House of Commons photo

Crucial Fact

  • His favourite word was province.

Last in Parliament September 2008, as Conservative MP for St. John's South—Mount Pearl (Newfoundland & Labrador)

Won his last election, in 2006, with 45% of the vote.

Statements in the House

Budget Implementation Act, 2003 May 12th, 2003

Mr. Speaker, it is with mixed emotions that we listen to the Liberals praising the budget. I say mixed emotions because they seem to be heaping praise upon their government and the Minister of Finance when we know that deep down they are just as concerned about what is happening in the country as the rest of us.

The member who just spoke talked about the terrible position the Liberals were in when they took power in 1993 with the huge deficit. What he failed to say was that when the Conservatives took power 10 years earlier from the Trudeau era, they were also saddled with a huge deficit. In fact, if we factored in inflation, almost the total amount was inherited from the Trudeau era. The interesting thing is that the minister of finance in the latter years of the Trudeau government was none other than the now Prime Minister.

The Mulroney government increased the deficit, which everybody will admit, but perhaps we might ask why. During those years they had a choice. Interest rates, as hon. members know, went to 23% or 24%. We can just imagine the amount of money that went to service the debt.

The government at the time was faced with two different options, perhaps the same options that always face government when it has to address the debt. There were two ways of doing it, and I will talk about what the present government is doing shortly.

The government at the time had the choice of cutting social programs, which is usually what governments do. However the Conservative government did not cut the social programs despite the fact that during those years times were extremely tough financially. It did not even attempt to balance its budget on the backs of the needy in the country. It used the other option, which was to put a plan in place to address the deficit. It came up with two major measures that increased the finances to a government and eventually balanced the budget.

One of measures that the Conservative government came up with was free trade, something which practically every party in the House, especially the governing party, but with the exception maybe of the NDP, lauds today.

The other measure it came up, which nobody was happy with then or now, was a tax called the GST. However desperate times called for desperate measures and that was exactly what the government did. It came up with a financing mechanism to address the funding needs it had during those extremely tough financial times.

However election time was coming near. What did the Liberals do?

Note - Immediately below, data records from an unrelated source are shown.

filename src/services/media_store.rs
//! Boundary to the external media host.
//!
//! The gateway only needs two operations from the host: push one image into a
//! folder and page through everything under a prefix. Keeping them behind a
//! trait lets the HTTP layer be exercised against an in-memory store.

use async_trait::async_trait;
use thiserror::Error;

use crate::models::{
    photo::{ListQuery, ListingPage, StoredImage},
    upload::StorePayload,
};

#[derive(Debug, Error)]
pub enum StoreError {
    #[error("media store rejected the request ({status}): {message}")]
    Rejected { status: u16, message: String },
    #[error("media store response could not be decoded: {0}")]
    Decode(String),
    #[error(transparent)]
    Transport(#[from] reqwest::Error),
}

pub type StoreResult<T> = Result<T, StoreError>;

#[async_trait]
pub trait MediaStore: Send + Sync {
    /// Upload `payload` into `folder` and return the hosted image.
    async fn upload(&self, payload: StorePayload, folder: &str) -> StoreResult<StoredImage>;

    /// Fetch one page of images matching `query`.
    async fn list(&self, query: ListQuery) -> StoreResult<ListingPage>;
}
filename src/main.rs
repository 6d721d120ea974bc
use anyhow::{Context, Result};
use axum::Router;
use std::{io::ErrorKind, sync::Arc};
use tokio::net::TcpListener;
use tracing_subscriber::EnvFilter;

mod config;
mod errors;
mod handlers;
mod models;
mod routes;
mod services;

use services::{cloudinary::CloudinaryStore, gallery_service::GalleryService};

#[tokio::main]
async fn main() -> Result<()> {
    // --- Logging setup ---
    tracing_subscriber::fmt()
        .with_env_filter(EnvFilter::from_default_env())
        .init();

    // --- Parse config ---
    let cfg = config::AppConfig::from_env_and_args()?;

    tracing::info!("Starting wedding-gallery with config: {:?}", cfg);

    // --- Initialize media store + gateway service ---
    let store = CloudinaryStore::new(cfg.cloudinary_credentials(), cfg.store_timeout)
        .context("building media store client")?;
    let gallery = GalleryService::new(Arc::new(store), cfg.gallery_options());

    if cfg.normalize_images {
        tracing::info!("Server-side image normalization enabled");
    }

    // --- Build router ---
    let cors = routes::routes::cors_layer(cfg.allowed_origin.as_deref())?;
    let app: Router = routes::routes::routes(gallery, cors);

    // --- Start server ---
    let addr = cfg.addr();
    let listener = match TcpListener::bind(&addr).await {
        Ok(listener) => listener,
        Err(err)
            if err.kind() == ErrorKind::PermissionDenied
                && matches!(cfg.host.as_str(), "0.0.0.0" | "::") =>
        {
            let fallback_addr = format!("127.0.0.1:{}", cfg.port);
            tracing::warn!(
                "Permission denied binding to {} ({}). Falling back to {}",
                addr,
                err,
                fallback_addr
            );
            TcpListener::bind(&fallback_addr).await?
        }
        Err(err) => return Err(err.into()),
    };

    tracing::info!("Server listening on http://{}", listener.local_addr()?);
    axum::serve(listener, app).await?;

    Ok(())
}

They campaigned against free trade and the GST. It was basically on the GST that the Mulroney government was defeated. What did the Liberals do then? First, they said that maybe the free trade agreement was not all that bad, and of course history will dictate the rest. Not only did we go with the free trade agreement with the United States, but we have increased it ever since, as we should. It has certainly boosted the economy of this country. We praise government for doing that. However we say shame on the Liberals for pretending to the electorate that they would not do it and then, once they were elected, they brought in free trade.

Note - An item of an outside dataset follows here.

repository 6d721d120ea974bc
pub mod health_handlers;
pub mod photo_handlers;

What happened to the GST, which was the real issue during the Liberal campaign? Did they get rid of it as the interim prime minister said? No, they did not. They inherited the GST. They have used it to collect all kinds of money over the years to help balance their budget.

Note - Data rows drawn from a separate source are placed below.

//! GalleryService: validates submitted images, optionally normalizes them,
//! and delegates storage and listing to a [`MediaStore`].
//!
//! The service is stateless apart from its immutable options and the store
//! handle, so it is cheap to clone into every request.

use std::sync::Arc;
use thiserror::Error;
use tracing::{debug, info};

use crate::{
    models::{
        photo::{ListQuery, ListingPage, StoredImage},
        upload::{EventTag, GALLERY_ROOT, ImageUpload, StorePayload, is_allowed_extension},
    },
    services::{
        media_store::{MediaStore, StoreError, StoreResult},
        normalize::{NormalizeError, normalize_image},
    },
};

/// Behaviour switches for the gateway, fixed at startup.
#[derive(Clone, Debug)]
pub struct GalleryOptions {
    /// Largest accepted image payload in bytes.
    pub max_upload_bytes: usize,
    /// Images returned per listing page.
    pub page_size: usize,
    /// Flatten/downscale/re-encode uploads before forwarding them.
    pub normalize_images: bool,
    /// Enforce the filename extension allow-list.
    pub enforce_extensions: bool,
}

impl Default for GalleryOptions {
    fn default() -> Self {
        Self {
            max_upload_bytes: 10 * 1024 * 1024,
            page_size: 30,
            normalize_images: false,
            enforce_extensions: true,
        }
    }
}

#[derive(Debug, Error)]
pub enum UploadError {
    #[error("No image part")]
    MissingImage,
    #[error("No file selected")]
    EmptyFilename,
    #[error("File type not allowed")]
    DisallowedExtension(String),
    #[error("Uploaded file is empty")]
    EmptyPayload,
    #[error("Image of {size} bytes exceeds the maximum upload size of {limit} bytes")]
    TooLarge { size: usize, limit: usize },
    #[error("Uploaded file is not a valid image")]
    InvalidImage(#[source] NormalizeError),
    #[error(transparent)]
    Normalize(NormalizeError),
    #[error("image worker failed: {0}")]
    Worker(#[from] tokio::task::JoinError),
    #[error(transparent)]
    Store(#[from] StoreError),
}

#[derive(Clone)]
pub struct GalleryService {
    store: Arc<dyn MediaStore>,
    options: Arc<GalleryOptions>,
}

impl GalleryService {
    pub fn new(store: Arc<dyn MediaStore>, options: GalleryOptions) -> Self {
        Self {
            store,
            options: Arc::new(options),
        }
    }

    pub fn options(&self) -> &GalleryOptions {
        &self.options
    }

    /// Check an upload against the request rules without touching the store.
    ///
    /// Order matters: the first failing rule decides the client message.
    pub fn validate(&self, upload: &ImageUpload) -> Result<(), UploadError> {
        if upload.filename.trim().is_empty() {
            return Err(UploadError::EmptyFilename);
        }
        if self.options.enforce_extensions && !is_allowed_extension(&upload.filename) {
            return Err(UploadError::DisallowedExtension(
                upload.extension().unwrap_or_default(),
            ));
        }
        if upload.data.len() > self.options.max_upload_bytes {
            return Err(UploadError::TooLarge {
                size: upload.data.len(),
                limit: self.options.max_upload_bytes,
            });
        }
        if upload.data.is_empty() {
            return Err(UploadError::EmptyPayload);
        }
        Ok(())
    }

    /// Validate, optionally normalize, and push an image into its event folder.
    pub async fn submit(&self, upload: ImageUpload) -> Result<StoredImage, UploadError> {
        self.validate(&upload)?;

        let tag = EventTag::sanitize(upload.event.as_deref());
        let folder = tag.folder();
        let payload = if self.options.normalize_images {
            self.normalize(upload).await?
        } else {
            StorePayload {
                filename: upload.filename,
                content_type: upload.content_type,
                data: upload.data,
            }
        };

        let size = payload.data.len();
        let stored = self.store.upload(payload, &folder).await?;
        info!(
            event = tag.as_str(),
            folder = %folder,
            size,
            url = %stored.secure_url,
            "image uploaded"
        );

        Ok(stored)
    }

    /// Fetch one page of the gallery, newest first. Empty cursors are
    /// treated as a request for the first page.
    pub async fn list(&self, next_cursor: Option<String>) -> StoreResult<ListingPage> {
        let query = ListQuery {
            prefix: GALLERY_ROOT.to_string(),
            max_results: self.options.page_size,
            next_cursor: next_cursor.filter(|cursor| !cursor.is_empty()),
            newest_first: true,
        };
        debug!(?query, "listing gallery page");
        self.store.list(query).await
    }

    async fn normalize(&self, upload: ImageUpload) -> Result<StorePayload, UploadError> {
        let original_size = upload.data.len();
        let data = upload.data;
        let normalized = tokio::task::spawn_blocking(move || normalize_image(&data))
            .await?
            .map_err(|err| match err {
                NormalizeError::Decode(_) => UploadError::InvalidImage(err),
                NormalizeError::Encode(_) => UploadError::Normalize(err),
            })?;

        debug!(
            original_size,
            normalized_size = normalized.data.len(),
            width = normalized.width,
            height = normalized.height,
            "image normalized"
        );

        Ok(StorePayload {
            filename: jpeg_filename(&upload.filename),
            content_type: Some("image/jpeg".into()),
            data: normalized.data.into(),
        })
    }
}

/// Swap the extension of `filename` for `.jpg`.
fn jpeg_filename(filename: &str) -> String {
    let stem = match filename.rsplit_once('.') {
        Some((stem, _)) if !stem.is_empty() => stem,
        _ => filename,
    };
    format!("{}.jpg", stem)
}

#[cfg(test)]
pub(crate) mod tests {
    use super::*;
    use async_trait::async_trait;
    use bytes::Bytes;
    use image::{DynamicImage, ImageFormat, Rgba, RgbaImage};
    use std::{io::Cursor, sync::Mutex};

    /// In-memory store that records uploads and serves them back newest
    /// first, using the position in that order as its cursor.
    #[derive(Default)]
    pub(crate) struct RecordingStore {
        pub uploads: Mutex<Vec<(StorePayload, String)>>,
        pub queries: Mutex<Vec<ListQuery>>,
        pub fail: bool,
    }

    impl RecordingStore {
        pub fn failing() -> Self {
            Self {
                fail: true,
                ..Self::default()
            }
        }

        pub fn upload_count(&self) -> usize {
            self.uploads.lock().unwrap().len()
        }
    }

    #[async_trait]
    impl MediaStore for RecordingStore {
        async fn upload(&self, payload: StorePayload, folder: &str) -> StoreResult<StoredImage> {
            if self.fail {
                return Err(StoreError::Rejected {
                    status: 401,
                    message: "Invalid api_key secret-value".into(),
                });
            }
            let mut uploads = self.uploads.lock().unwrap();
            let url = format!("https://res.example.com/{}/{}", folder, uploads.len());
            uploads.push((payload, folder.to_string()));
            Ok(StoredImage {
                secure_url: url,
                public_id: None,
                created_at: None,
            })
        }

        async fn list(&self, query: ListQuery) -> StoreResult<ListingPage> {
            if self.fail {
                return Err(StoreError::Decode("boom".into()));
            }
            self.queries.lock().unwrap().push(query.clone());

            let uploads = self.uploads.lock().unwrap();
            let newest_first: Vec<String> = uploads
                .iter()
                .enumerate()
                .rev()
                .filter(|(_, (_, folder))| folder.starts_with(&query.prefix))
                .map(|(i, (_, folder))| format!("https://res.example.com/{}/{}", folder, i))
                .collect();

            let start = match query.next_cursor.as_deref() {
                Some(cursor) => cursor
                    .parse::<usize>()
                    .map_err(|err| StoreError::Decode(err.to_string()))?,
                None => 0,
            };
            let end = (start + query.max_results).min(newest_first.len());
            let images = newest_first[start.min(end)..end]
                .iter()
                .map(|url| StoredImage {
                    secure_url: url.clone(),
                    public_id: None,
                    created_at: None,
                })
                .collect();
            let next_cursor = (end < newest_first.len()).then(|| end.to_string());

            Ok(ListingPage {
                images,
                next_cursor,
            })
        }
    }

    pub(crate) fn transparent_png(width: u32, height: u32) -> Vec<u8> {
        let img = RgbaImage::from_pixel(width, height, Rgba([0, 128, 0, 0]));
        let mut buf = Vec::new();
        DynamicImage::ImageRgba8(img)
            .write_to(&mut Cursor::new(&mut buf), ImageFormat::Png)
            .unwrap();
        buf
    }

    fn upload(filename: &str, data: &[u8], event: Option<&str>) -> ImageUpload {
        ImageUpload {
            filename: filename.into(),
            content_type: Some("image/png".into()),
            data: Bytes::copy_from_slice(data),
            event: event.map(Into::into),
        }
    }

    fn service(store: Arc<RecordingStore>, options: GalleryOptions) -> GalleryService {
        GalleryService::new(store, options)
    }

    #[tokio::test]
    async fn submit_uses_sanitized_event_folder() {
        let store = Arc::new(RecordingStore::default());
        let svc = service(store.clone(), GalleryOptions::default());

        let stored = svc
            .submit(upload("a.png", b"bytes", Some("haldi!!")))
            .await
            .unwrap();

        assert!(stored.secure_url.starts_with("https://"));
        let uploads = store.uploads.lock().unwrap();
        assert_eq!(uploads[0].1, "wedding-gallery/haldi");
        assert_eq!(uploads[0].0.data.as_ref(), b"bytes");
    }

    #[tokio::test]
    async fn rejected_uploads_never_reach_the_store() {
        let store = Arc::new(RecordingStore::default());
        let svc = service(
            store.clone(),
            GalleryOptions {
                max_upload_bytes: 4,
                ..GalleryOptions::default()
            },
        );

        assert!(matches!(
            svc.submit(upload("", b"abc", None)).await,
            Err(UploadError::EmptyFilename)
        ));
        assert!(matches!(
            svc.submit(upload("a.gif", b"abc", None)).await,
            Err(UploadError::DisallowedExtension(ext)) if ext == "gif"
        ));
        assert!(matches!(
            svc.submit(upload("a.png", b"", None)).await,
            Err(UploadError::EmptyPayload)
        ));
        assert!(matches!(
            svc.submit(upload("a.png", b"too large", None)).await,
            Err(UploadError::TooLarge { size: 9, limit: 4 })
        ));
        assert_eq!(store.upload_count(), 0);
    }

    #[tokio::test]
    async fn extension_check_can_be_disabled() {
        let store = Arc::new(RecordingStore::default());
        let svc = service(
            store.clone(),
            GalleryOptions {
                enforce_extensions: false,
                ..GalleryOptions::default()
            },
        );

        svc.submit(upload("clip.gif", b"GIF89a", None)).await.unwrap();
        assert_eq!(store.upload_count(), 1);
    }

    #[tokio::test]
    async fn normalization_rewrites_payload_as_jpeg() {
        let store = Arc::new(RecordingStore::default());
        let svc = service(
            store.clone(),
            GalleryOptions {
                normalize_images: true,
                ..GalleryOptions::default()
            },
        );

        svc.submit(upload("party.png", &transparent_png(500, 500), Some("haldi")))
            .await
            .unwrap();

        let uploads = store.uploads.lock().unwrap();
        let (payload, folder) = &uploads[0];
        assert_eq!(folder, "wedding-gallery/haldi");
        assert_eq!(payload.filename, "party.jpg");
        assert_eq!(payload.content_type.as_deref(), Some("image/jpeg"));
        assert_eq!(
            image::guess_format(&payload.data).unwrap(),
            ImageFormat::Jpeg
        );
    }

    #[tokio::test]
    async fn normalization_rejects_undecodable_payloads() {
        let store = Arc::new(RecordingStore::default());
        let svc = service(
            store.clone(),
            GalleryOptions {
                normalize_images: true,
                ..GalleryOptions::default()
            },
        );

        let result = svc.submit(upload("fake.png", b"not an image", None)).await;
        assert!(matches!(result, Err(UploadError::InvalidImage(_))));
        assert_eq!(store.upload_count(), 0);
    }

    #[tokio::test]
    async fn list_requests_newest_first_page_under_gallery_root() {
        let store = Arc::new(RecordingStore::default());
        let svc = service(
            store.clone(),
            GalleryOptions {
                page_size: 10,
                ..GalleryOptions::default()
            },
        );

        svc.list(Some(String::new())).await.unwrap();

        let queries = store.queries.lock().unwrap();
        assert_eq!(
            queries[0],
            ListQuery {
                prefix: "wedding-gallery".into(),
                max_results: 10,
                next_cursor: None,
                newest_first: true,
            }
        );
    }

    #[test]
    fn jpeg_filename_replaces_extension() {
        assert_eq!(jpeg_filename("IMG_1.HEIC"), "IMG_1.jpg");
        assert_eq!(jpeg_filename("archive.tar.png"), "archive.tar.jpg");
        assert_eq!(jpeg_filename("noext"), "noext.jpg");
    }
}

The Liberals themselves were not without a program. They could not allow people to say that the budget was balanced thanks to two great Tory policies. The Tories set in place a plan to address the deficit without hurting the social fabric of the country.

What was the third plan that was involved? We had free trade and the GST, but the Liberals came in and said that they could speed up the balancing of the budget by cutting social programs. Even though times were getting better, the economy was improving because of free trade and the finances of the government were increasing because of the GST, they figured they needed to speed things up a little bit so they cut social programs.

The provinces, which were receiving 50% of the health and social transfer costs paid by the government, now the input into many of the provinces is around 14%. This is a complete and utter disaster.

The government did not stop there. Not only did it cut funding to the provinces in relation to the Canada health and social transfer payments but it started downloading. It downloaded on the provinces other costs, infrastructure costs and education costs. It also started privatizing or turning over to the provinces other assets, such as our airports.

When we talk about infrastructure, we are talking about the feds downloading on the provinces and the provinces then downloading on the municipalities. The municipalities are faced with the horrendous debt of trying to improve infrastructure, whereas they cannot take in enough taxes because the feds did not say they would give them a share of the taxes. The government gave them a share of the problems and a share of the costs but did not give them a share of the money.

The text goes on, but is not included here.